Results from a post hoc analysis of the phase II PAISLEY trial (NCT03252587), evaluating whole-blood transcriptome profiling in patients with systemic lupus erythematosus (SLE) treated with deucravacitinib, were recently published in the Annals of the Rheumatic Diseases by Vital et al. The aim of the study was to examine immunopathogenic mechanisms and pathways associated with tyrosine kinase 2 (TYK2) and to further characterize the mechanism of action of deucravacitinib in SLE.  
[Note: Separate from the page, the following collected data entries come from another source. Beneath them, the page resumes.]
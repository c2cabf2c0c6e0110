//! A priority queue implemented with a 4-ary heap.
//!
//! Insertion and popping the minimal element have `O(log n)` time complexity.
//! Keys of elements in the heap can also be decreased.
//!
//! # Examples
//!
//! ```
//! use graph_contractor::datastr::index_heap::{Indexing, IndexdMinHeap};
//!
//! #[derive(Copy, Clone, Eq, PartialEq, Debug, Ord, PartialOrd)]
//! pub struct State {
//!     pub distance: usize,
//!     pub node: usize,
//! }
//!
//! // The `Indexing` traits needs to be implemented as well, so we can find elements to decrease their key.
//! impl Indexing for State {
//!     fn as_index(&self) -> usize {
//!         self.node
//!     }
//! }
//!
//! let mut heap = IndexdMinHeap::new(3);
//! heap.push(State { node: 0, distance: 42 });
//! heap.push(State { node: 1, distance: 23 });
//! heap.push(State { node: 2, distance: 50000 });
//! heap.decrease_key(State { node: 0, distance: 1 });
//! assert_eq!(heap.pop(), Some(State { node: 0, distance: 1 }));
//! assert_eq!(heap.pop(), Some(State { node: 1, distance: 23 }));
//! ```

use std::cmp::min;

/// A trait to map elements in a heap to a unique index.
/// The element type of the `IndexdMinHeap` has to implement this trait.
pub trait Indexing {
    /// This method has to map a heap element to a unique `usize` index.
    fn as_index(&self) -> usize;
}

/// A priority queue where the elements are IDs from 0 to id_count-1 where id_count is a number that is set in the constructor.
/// The elements are sorted ascending by the ordering defined by the `Ord` trait.
/// Only the methods necessary for dijkstras algorithm are implemented.
#[derive(Debug)]
pub struct IndexdMinHeap<T> {
    positions: Vec<usize>,
    data: Vec<T>,
}

const TREE_ARITY: usize = 4;
const INVALID_POSITION: usize = usize::MAX;

impl<T: Ord + Indexing> IndexdMinHeap<T> {
    /// Creates an empty `IndexdMinHeap` as a min-heap.
    /// The indices (as defined by the `Indexing` trait) of all inserted elements
    /// will have to be between in `[0, max_index)`
    pub fn new(max_id: usize) -> IndexdMinHeap<T> {
        IndexdMinHeap {
            positions: vec![INVALID_POSITION; max_id],
            data: Vec::new(),
        }
    }

    pub fn len(&self) -> usize {
        self.data.len()
    }

    pub fn is_empty(&self) -> bool {
        self.len() == 0
    }

    /// Checks if the heap already contains an element mapped to the given index
    pub fn contains_index(&self, id: usize) -> bool {
        self.positions[id] != INVALID_POSITION
    }

    /// Drops all items from the heap.
    pub fn clear(&mut self) {
        for element in &self.data {
            self.positions[element.as_index()] = INVALID_POSITION;
        }
        self.data.clear();
    }

    /// Removes the smallest item from the heap and returns it, or None if it is empty.
    pub fn pop(&mut self) -> Option<T> {
        if self.data.is_empty() {
            return None;
        }
        let last = self.data.len() - 1;
        self.swap_elements(0, last);
        let item = self.data.pop()?;
        self.positions[item.as_index()] = INVALID_POSITION;
        if !self.is_empty() {
            self.move_down_in_tree(0);
        }
        Some(item)
    }

    /// Pushes an item onto the heap.
    /// Panics if an element with the same index already exists.
    pub fn push(&mut self, element: T) {
        assert!(!self.contains_index(element.as_index()));
        let insert_position = self.len();
        self.positions[element.as_index()] = insert_position;
        self.data.push(element);
        self.move_up_in_tree(insert_position);
    }

    /// Replaces the element with the same index. The new element must not be larger than the old one.
    pub fn decrease_key(&mut self, element: T) {
        let position = self.positions[element.as_index()];
        debug_assert!(element <= self.data[position]);
        self.data[position] = element;
        self.move_up_in_tree(position);
    }

    fn swap_elements(&mut self, a: usize, b: usize) {
        self.positions.swap(self.data[a].as_index(), self.data[b].as_index());
        self.data.swap(a, b);
    }

    fn move_up_in_tree(&mut self, mut position: usize) {
        while position > 0 {
            let parent = (position - 1) / TREE_ARITY;
            if self.data[parent] <= self.data[position] {
                break;
            }
            self.swap_elements(parent, position);
            position = parent;
        }
    }

    fn move_down_in_tree(&mut self, mut position: usize) {
        let heap_size = self.len();
        while let Some(smallest_child) = Self::children_index_range(position, heap_size).min_by(|&a, &b| self.data[a].cmp(&self.data[b])) {
            if self.data[smallest_child] >= self.data[position] {
                return; // no child is smaller
            }
            self.swap_elements(smallest_child, position);
            position = smallest_child;
        }
    }

    fn children_index_range(parent_index: usize, heap_size: usize) -> std::ops::Range<usize> {
        let first_child = TREE_ARITY * parent_index + 1;
        let last_child = min(TREE_ARITY * parent_index + TREE_ARITY + 1, heap_size);
        first_child..last_child
    }
}

#[cfg(test)]
mod tests {
    use super::*;

    #[derive(Copy, Clone, Eq, PartialEq, Debug, Ord, PartialOrd)]
    struct Entry {
        key: u32,
        id: usize,
    }

    impl Indexing for Entry {
        fn as_index(&self) -> usize {
            self.id
        }
    }

    #[test]
    fn pops_in_ascending_order() {
        let keys = [17, 3, 99, 42, 3, 8, 0, 23, 15, 4, 61];
        let mut heap = IndexdMinHeap::new(keys.len());
        for (id, &key) in keys.iter().enumerate() {
            heap.push(Entry { key, id });
        }
        heap.decrease_key(Entry { key: 1, id: 2 });

        let mut popped = Vec::new();
        while let Some(entry) = heap.pop() {
            assert!(!heap.contains_index(entry.id));
            popped.push(entry.key);
        }
        assert_eq!(popped, vec![0, 1, 3, 3, 4, 8, 15, 17, 23, 42, 61]);
    }

    #[test]
    fn clear_allows_reinsertion() {
        let mut heap = IndexdMinHeap::new(4);
        heap.push(Entry { key: 5, id: 1 });
        heap.push(Entry { key: 2, id: 3 });
        heap.clear();
        assert!(heap.is_empty());
        assert!(!heap.contains_index(1));
        heap.push(Entry { key: 9, id: 1 });
        assert_eq!(heap.pop(), Some(Entry { key: 9, id: 1 }));
        assert_eq!(heap.pop(), None);
    }
}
Key data: RNA sequencing (RNA-seq) was performed on samples from 363 patients with SLE and 56 healthy volunteers from baseline to Week 32. At baseline, 527 differentially expressed genes (DEGs) were identified in patients with SLE vs healthy volunteers (adjusted p < 0.05). Within 2–3 days, 56, 36, and 13 SLE-related genes were significantly modulated towards normal in the 3 mg twice daily (BID), 6 mg BID, and 12 mg once daily (QD) groups, respectively. By Week 32, deucravacitinib significantly modulated the expression of 461, 833, and 2,529 genes in the 3 mg BID, 6 mg BID, and 12 mg QD groups, respectively. Regulatory T-cell (Treg) signatures were enriched in a dose-dependent manner with deucravacitinib vs placebo, while plasma cell signature enrichment was reduced. 

Key learning: Whole-blood RNA-seq profiling demonstrated that deucravacitinib modulated multiple SLE-relevant pathways, including plasma cell reduction and Treg enrichment, providing novel mechanistic insights into TYK2 inhibition and supporting continued evaluation in the phase III POETYK SLE-1 and POETYK SLE-2 trials.